La casa senza ricordi: recensione del romanzo di Donato Carrisi
Nella Valle dell’Inferno, un luogo dal nome già di per sé inquietante, viene ritrovato un bambino che nessuno cercava più. Ha dodici anni, si chiama Nico e, almeno in apparenza, sta bene: ha vestiti puliti, non presenta ferite, qualcuno ha continuato a occuparsi di lui durante la scomparsa.
Eppure c’è qualcosa che non torna. Il silenzio ostinato del ragazzino, il vuoto assoluto nei suoi occhi, la mente come un labirinto sbarrato.

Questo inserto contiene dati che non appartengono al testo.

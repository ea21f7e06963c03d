//! Benchmark records and their persisted per-document grouping.

use std::path::{Path, PathBuf};

use chrono::{DateTime, Utc};
use indexmap::IndexMap;
use serde::{Deserialize, Serialize};

use crate::error::EngineError;
use crate::fields::StructuredFields;
use crate::ocr::{Device, ExtractionResult, TextLine};
use crate::scoring::QualityScore;

/// A successful extraction, scored and parsed.
#[derive(Debug, Clone, PartialEq, Serialize, Deserialize)]
pub struct EngineSuccess {
    pub raw_text: String,
    pub processing_time: f64,
    /// Native mean confidence when available, heuristic score otherwise.
    pub confidence: f64,
    pub lines_count: usize,
    pub characters_count: usize,
    pub words_count: usize,
    pub quality: QualityScore,
    #[serde(default)]
    pub fields: StructuredFields,
    pub device: Device,
    #[serde(default, skip_serializing_if = "Option::is_none")]
    pub lines: Option<Vec<TextLine>>,
}

impl EngineSuccess {
    pub fn new(
        result: &ExtractionResult,
        quality: QualityScore,
        fields: StructuredFields,
        include_geometry: bool,
    ) -> Self {
        Self {
            raw_text: result.raw_text(),
            processing_time: result.processing_time(),
            confidence: quality.score,
            lines_count: result.lines_count(),
            characters_count: result.characters_count(),
            words_count: result.words_count(),
            quality,
            fields,
            device: result.device(),
            lines: include_geometry.then(|| result.lines().to_vec()),
        }
    }
}

/// A failed extraction.
#[derive(Debug, Clone, PartialEq, Serialize, Deserialize)]
pub struct EngineFailure {
    pub error: String,
    pub error_kind: String,
    pub processing_time: f64,
}

impl EngineFailure {
    pub fn new(error: &EngineError, processing_time: f64) -> Self {
        Self {
            error: error.to_string(),
            error_kind: error.kind().to_string(),
            processing_time: processing_time.max(0.0),
        }
    }
}

/// Outcome of one engine on one document, as it appears under `models`.
#[derive(Debug, Clone, PartialEq, Serialize, Deserialize)]
#[serde(untagged)]
pub enum EngineOutcome {
    Success(Box<EngineSuccess>),
    Failure(EngineFailure),
}

impl EngineOutcome {
    pub fn success(&self) -> Option<&EngineSuccess> {
        match self {
            Self::Success(success) => Some(success.as_ref()),
            Self::Failure(_) => None,
        }
    }

    pub fn is_success(&self) -> bool {
        matches!(self, Self::Success(_))
    }

    pub fn processing_time(&self) -> f64 {
        match self {
            Self::Success(success) => success.processing_time,
            Self::Failure(failure) => failure.processing_time,
        }
    }
}

/// One document processed by one engine.
#[derive(Debug, Clone, PartialEq, Serialize, Deserialize)]
pub struct BenchmarkRecord {
    pub document: PathBuf,
    pub engine: String,
    pub timestamp: DateTime<Utc>,
    pub outcome: EngineOutcome,
}

impl BenchmarkRecord {
    pub fn new(document: &Path, engine: impl Into<String>, outcome: EngineOutcome) -> Self {
        Self {
            document: document.to_path_buf(),
            engine: engine.into(),
            timestamp: Utc::now(),
            outcome,
        }
    }

    pub fn is_success(&self) -> bool {
        self.outcome.is_success()
    }
}

/// All engine outcomes for one document: the persisted entry shape.
#[derive(Debug, Clone, PartialEq, Serialize, Deserialize)]
pub struct DocumentReport {
    pub image_path: String,
    pub timestamp: DateTime<Utc>,
    #[serde(alias = "extractors")]
    pub models: IndexMap<String, EngineOutcome>,
}

impl DocumentReport {
    /// Split back into records, one per engine, in engine order.
    pub fn records(&self) -> Vec<BenchmarkRecord> {
        self.models
            .iter()
            .map(|(engine, outcome)| BenchmarkRecord {
                document: PathBuf::from(&self.image_path),
                engine: engine.clone(),
                timestamp: self.timestamp,
                outcome: outcome.clone(),
            })
            .collect()
    }
}

/// Group records by document, keeping first-seen document and engine order.
///
/// The entry timestamp is the document's first record. A repeated
/// (document, engine) pair keeps the later outcome.
pub fn group_by_document(records: &[BenchmarkRecord]) -> Vec<DocumentReport> {
    let mut grouped: IndexMap<&Path, DocumentReport> = IndexMap::new();

    for record in records {
        let entry = grouped
            .entry(record.document.as_path())
            .or_insert_with(|| DocumentReport {
                image_path: record.document.display().to_string(),
                timestamp: record.timestamp,
                models: IndexMap::new(),
            });
        entry.models.insert(record.engine.clone(), record.outcome.clone());
    }

    grouped.into_values().collect()
}

/// Flatten document entries back into records.
pub fn flatten_reports(reports: &[DocumentReport]) -> Vec<BenchmarkRecord> {
    reports.iter().flat_map(|r| r.records()).collect()
}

Donato Carrisi, maestro italiano del thriller psicologico, ci trascina ancora una volta in un romanzo che non concede respiro, intitolato La casa senza ricordi.

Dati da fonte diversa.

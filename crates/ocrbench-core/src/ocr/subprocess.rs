//! Model-server engines driven as long-lived helper processes.
//!
//! DocTR, GOT-OCR2 and SmolVLM run in their own Python runtimes. Each is
//! wrapped by a helper that loads the model once, prints `{"ready": true}`,
//! then answers one JSON request per stdin line:
//!
//! ```text
//! -> {"path": "/data/doc.png", "device": "cpu"}
//! <- {"lines": [{"text": "...", "confidence": 0.93, "words": [...]}]}
//! <- {"error": "CUDA out of memory"}
//! ```
//!
//! Lines on stdout that are not JSON objects are ignored, as are objects
//! carrying neither `lines` nor `error`, so helpers may keep their
//! libraries' chatter and progress output.

use std::future::Future;
use std::path::Path;
use std::process::Stdio;
use std::time::{Duration, Instant};

use async_trait::async_trait;
use serde::{Deserialize, Serialize};
use tokio::io::{AsyncBufReadExt, AsyncWriteExt, BufReader, Lines};
use tokio::process::{Child, ChildStdin, ChildStdout, Command};
use tracing::{debug, info, warn};

use super::{Device, ExtractionResult, Extractor, TextLine, WordBox};
use crate::document::{self, DocumentKind};
use crate::error::EngineError;
use crate::models::config::{ConfidenceScale, SubprocessEngineConfig};

struct Worker {
    child: Child,
    stdin: ChildStdin,
    stdout: Lines<BufReader<ChildStdout>>,
}

#[derive(Serialize)]
struct Request<'a> {
    path: &'a Path,
    device: Device,
}

#[derive(Deserialize, Default)]
struct Reply {
    #[serde(default)]
    ready: bool,
    #[serde(default)]
    lines: Option<Vec<ReplyLine>>,
    #[serde(default)]
    error: Option<String>,
}

impl Reply {
    /// Only `lines` or `error` objects answer a request; anything else is
    /// progress or log output.
    fn is_answer(&self) -> bool {
        self.lines.is_some() || self.error.is_some()
    }
}

#[derive(Deserialize)]
struct ReplyLine {
    text: String,
    #[serde(default)]
    confidence: Option<f64>,
    #[serde(default)]
    bbox: Option<[f32; 4]>,
    #[serde(default)]
    words: Vec<ReplyWord>,
}

#[derive(Deserialize)]
struct ReplyWord {
    text: String,
    #[serde(default)]
    confidence: Option<f64>,
    #[serde(default)]
    bbox: Option<[f32; 4]>,
}

/// Adapter for an engine served by a helper process.
pub struct SubprocessExtractor {
    name: String,
    config: SubprocessEngineConfig,
    inference_timeout: Option<Duration>,
    render_dpi: u32,
    worker: Option<Worker>,
}

impl SubprocessExtractor {
    pub fn new(
        name: impl Into<String>,
        config: SubprocessEngineConfig,
        inference_timeout: Option<Duration>,
        render_dpi: u32,
    ) -> Self {
        Self {
            name: name.into(),
            config,
            inference_timeout,
            render_dpi,
            worker: None,
        }
    }

    async fn spawn(&self) -> Result<Worker, EngineError> {
        let command = self
            .config
            .command
            .as_ref()
            .ok_or_else(|| EngineError::Unavailable(format!("no command configured for {}", self.name)))?;

        let mut cmd = Command::new(command);
        cmd.args(&self.config.args);
        cmd.envs(&self.config.env);
        cmd.stdin(Stdio::piped());
        cmd.stdout(Stdio::piped());
        cmd.stderr(Stdio::null());
        cmd.kill_on_drop(true);

        let mut child = cmd
            .spawn()
            .map_err(|e| EngineError::Unavailable(format!("failed to start {}: {}", command.display(), e)))?;

        let (Some(stdin), Some(stdout)) = (child.stdin.take(), child.stdout.take()) else {
            return Err(EngineError::Unavailable(format!("{} helper has no stdio pipes", self.name)));
        };

        let mut worker = Worker {
            child,
            stdin,
            stdout: BufReader::new(stdout).lines(),
        };

        let start = Instant::now();
        let startup = Duration::from_secs(self.config.startup_timeout_secs);
        let ready = with_timeout(Some(startup), async {
            loop {
                match read_reply(&mut worker.stdout).await? {
                    Some(reply) if reply.ready => return Ok(()),
                    Some(_) => continue,
                    None => return Err(format!("{} helper exited before becoming ready", self.name)),
                }
            }
        })
        .await;

        match ready {
            Ok(Ok(())) => {
                info!("{} helper ready in {:.2}s", self.name, start.elapsed().as_secs_f64());
                Ok(worker)
            }
            Ok(Err(reason)) => Err(EngineError::Unavailable(reason)),
            Err(limit) => {
                let _ = worker.child.start_kill();
                Err(EngineError::Unavailable(format!(
                    "{} helper did not become ready within {:?}",
                    self.name, limit
                )))
            }
        }
    }

    async fn request(&mut self, path: &Path, device: Device) -> Result<(Vec<ReplyLine>, f64), EngineError> {
        if self.worker.is_none() {
            self.worker = Some(self.spawn().await?);
        }
        let Some(worker) = self.worker.as_mut() else {
            return Err(EngineError::Unavailable(format!("{} helper not running", self.name)));
        };

        let mut payload = serde_json::to_string(&Request { path, device })
            .map_err(|e| EngineError::ExtractionFailed(e.to_string()))?;
        payload.push('\n');

        let start = Instant::now();
        let exchange = with_timeout(self.inference_timeout, async {
            worker
                .stdin
                .write_all(payload.as_bytes())
                .await
                .map_err(|e| format!("failed to send request: {}", e))?;
            worker
                .stdin
                .flush()
                .await
                .map_err(|e| format!("failed to send request: {}", e))?;

            loop {
                match read_reply(&mut worker.stdout).await? {
                    Some(reply) if reply.is_answer() => return Ok(Some(reply)),
                    Some(_) => debug!("Skipping helper status line"),
                    None => return Ok(None),
                }
            }
        })
        .await;
        let elapsed = start.elapsed().as_secs_f64();

        match exchange {
            Ok(Ok(Some(reply))) => match (reply.error, reply.lines) {
                (Some(error), _) => Err(EngineError::ExtractionFailed(error)),
                (None, lines) => Ok((lines.unwrap_or_default(), elapsed)),
            },
            Ok(Ok(None)) => {
                self.discard_worker();
                Err(EngineError::ExtractionFailed(format!("{} helper exited mid-request", self.name)))
            }
            Ok(Err(reason)) => {
                self.discard_worker();
                Err(EngineError::ExtractionFailed(reason))
            }
            Err(limit) => {
                warn!("{} exceeded {:?}, restarting helper on next call", self.name, limit);
                self.discard_worker();
                Err(EngineError::Timeout(limit))
            }
        }
    }

    fn discard_worker(&mut self) {
        if let Some(mut worker) = self.worker.take() {
            let _ = worker.child.start_kill();
        }
    }
}

#[async_trait(?Send)]
impl Extractor for SubprocessExtractor {
    fn name(&self) -> &str {
        &self.name
    }

    fn is_loaded(&self) -> bool {
        self.worker.is_some()
    }

    async fn extract(&mut self, document: &Path, device: Device) -> Result<ExtractionResult, EngineError> {
        if !document.is_file() {
            return Err(EngineError::DocumentUnreadable(format!("{}: not a file", document.display())));
        }

        // Helpers only take images, so PDFs are rasterized here first.
        let is_pdf = document
            .extension()
            .and_then(|e| e.to_str())
            .is_some_and(|e| e.eq_ignore_ascii_case("pdf"));

        let rasterized = if is_pdf {
            Some(rasterize_to_temp(document, self.render_dpi)?)
        } else {
            None
        };
        let path = rasterized.as_ref().map(|t| t.path()).unwrap_or(document);

        debug!("Sending {} to {} on {}", path.display(), self.name, device.as_str());
        let (lines, processing_time) = self.request(path, device).await?;

        Ok(ExtractionResult::new(
            self.name.clone(),
            normalize_lines(lines, self.config.confidence_scale),
            processing_time,
            device,
        ))
    }
}

/// Read stdout until a JSON object arrives, skipping other lines.
///
/// `Ok(None)` means the helper closed its stdout.
async fn read_reply(stdout: &mut Lines<BufReader<ChildStdout>>) -> Result<Option<Reply>, String> {
    loop {
        let line = stdout
            .next_line()
            .await
            .map_err(|e| format!("failed to read helper output: {}", e))?;
        let Some(line) = line else {
            return Ok(None);
        };

        let trimmed = line.trim();
        if !trimmed.starts_with('{') {
            continue;
        }
        match serde_json::from_str::<Reply>(trimmed) {
            Ok(reply) => return Ok(Some(reply)),
            Err(e) => debug!("Ignoring malformed helper line: {}", e),
        }
    }
}

async fn with_timeout<T>(limit: Option<Duration>, fut: impl Future<Output = T>) -> Result<T, Duration> {
    match limit {
        Some(limit) => tokio::time::timeout(limit, fut).await.map_err(|_| limit),
        None => Ok(fut.await),
    }
}

fn rasterize_to_temp(document: &Path, render_dpi: u32) -> Result<tempfile::NamedTempFile, EngineError> {
    let bytes = std::fs::read(document)
        .map_err(|e| EngineError::DocumentUnreadable(format!("{}: {}", document.display(), e)))?;
    if DocumentKind::sniff(&bytes) != DocumentKind::Pdf {
        return Err(EngineError::DocumentUnreadable(format!(
            "{}: .pdf extension but not a PDF",
            document.display()
        )));
    }

    let image = document::decode_document(&bytes, render_dpi)?;
    let temp = tempfile::Builder::new()
        .prefix("ocrbench-page-")
        .suffix(".png")
        .tempfile()
        .map_err(|e| EngineError::DocumentUnreadable(format!("failed to create temp file: {}", e)))?;
    image.save_with_format(temp.path(), image::ImageFormat::Png)?;
    Ok(temp)
}

fn normalize_lines(lines: Vec<ReplyLine>, scale: ConfidenceScale) -> Vec<TextLine> {
    lines
        .into_iter()
        .map(|line| {
            let words: Vec<WordBox> = line
                .words
                .into_iter()
                .map(|w| WordBox {
                    text: w.text,
                    confidence: w.confidence.map(|c| scale.normalize(c)),
                    bbox: w.bbox,
                })
                .collect();

            let word_confidences: Vec<f64> = words.iter().filter_map(|w| w.confidence).collect();
            let confidence = if word_confidences.is_empty() {
                line.confidence.map(|c| scale.normalize(c))
            } else {
                Some(word_confidences.iter().sum::<f64>() / word_confidences.len() as f64)
            };

            TextLine {
                text: line.text,
                confidence,
                bbox: line.bbox,
                words,
            }
        })
        .collect()
}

Un bambino senza passato e un uomo in cerca della verità
Nico è un enigma vivente. Quando viene affidato a Pietro Gerber, la speranza di ricostruire ciò che è andato perduto si affida a un uomo che ha fatto dell’ipnosi uno strumento di indagine. Gerber non è un personaggio qualsiasi: viene definito “l’addormentatore di bambini”, un soprannome che evoca fascino e inquietudine allo stesso tempo. Il suo compito? Entrare nella mente chiusa di Nico, dove nessuno è riuscito a mettere piede.
Attraverso una narrazione intensa e minuziosa, Donato Carrisi costruisce un viaggio nei territori oscuri della memoria. Nico non ricorda, eppure conserva dentro di sé qualcosa. Un dettaglio, un’immagine, una parola possono bastare per far riemergere la verità. Quando finalmente l’ipnotista riesce a trovare il giusto “grimaldello”, ciò che viene alla luce non è quello che ci si aspetta. La voce che parla sembra quella del bambino, ma la storia che racconta appartiene a un’altra vita.
Inganni, specchi e identità perdute: Donato Carrisi gioca con la mente
Carrisi costruisce una trama a spirale: ogni passo avanti sembra condurre indietro, ogni scoperta porta con sé una nuova incertezza. I lettori si trovano a camminare insieme a Pietro Gerber, sospesi tra ciò che appare e ciò che si nasconde dietro l’apparenza. La casa senza ricordi non è soltanto un thriller: è una riflessione profonda sull’identità, sull’influenza del linguaggio e sulla fragilità della mente umana.
La scrittura di Donato Carrisi resta fedele al suo stile: essenziale ma mai spoglia, rapida ma capace di scavare a fondo. I dialoghi, a volte quasi sussurrati, trascinano il lettore dentro stanze chiuse a chiave, dove ogni parola potrebbe essere la chiave sbagliata o quella decisiva. La suspense non nasce da inseguimenti o colpi improvvisi, ma dallo scivolare lento dentro l’inquietudine, dalla sensazione costante che ci sia sempre qualcosa che non quadra.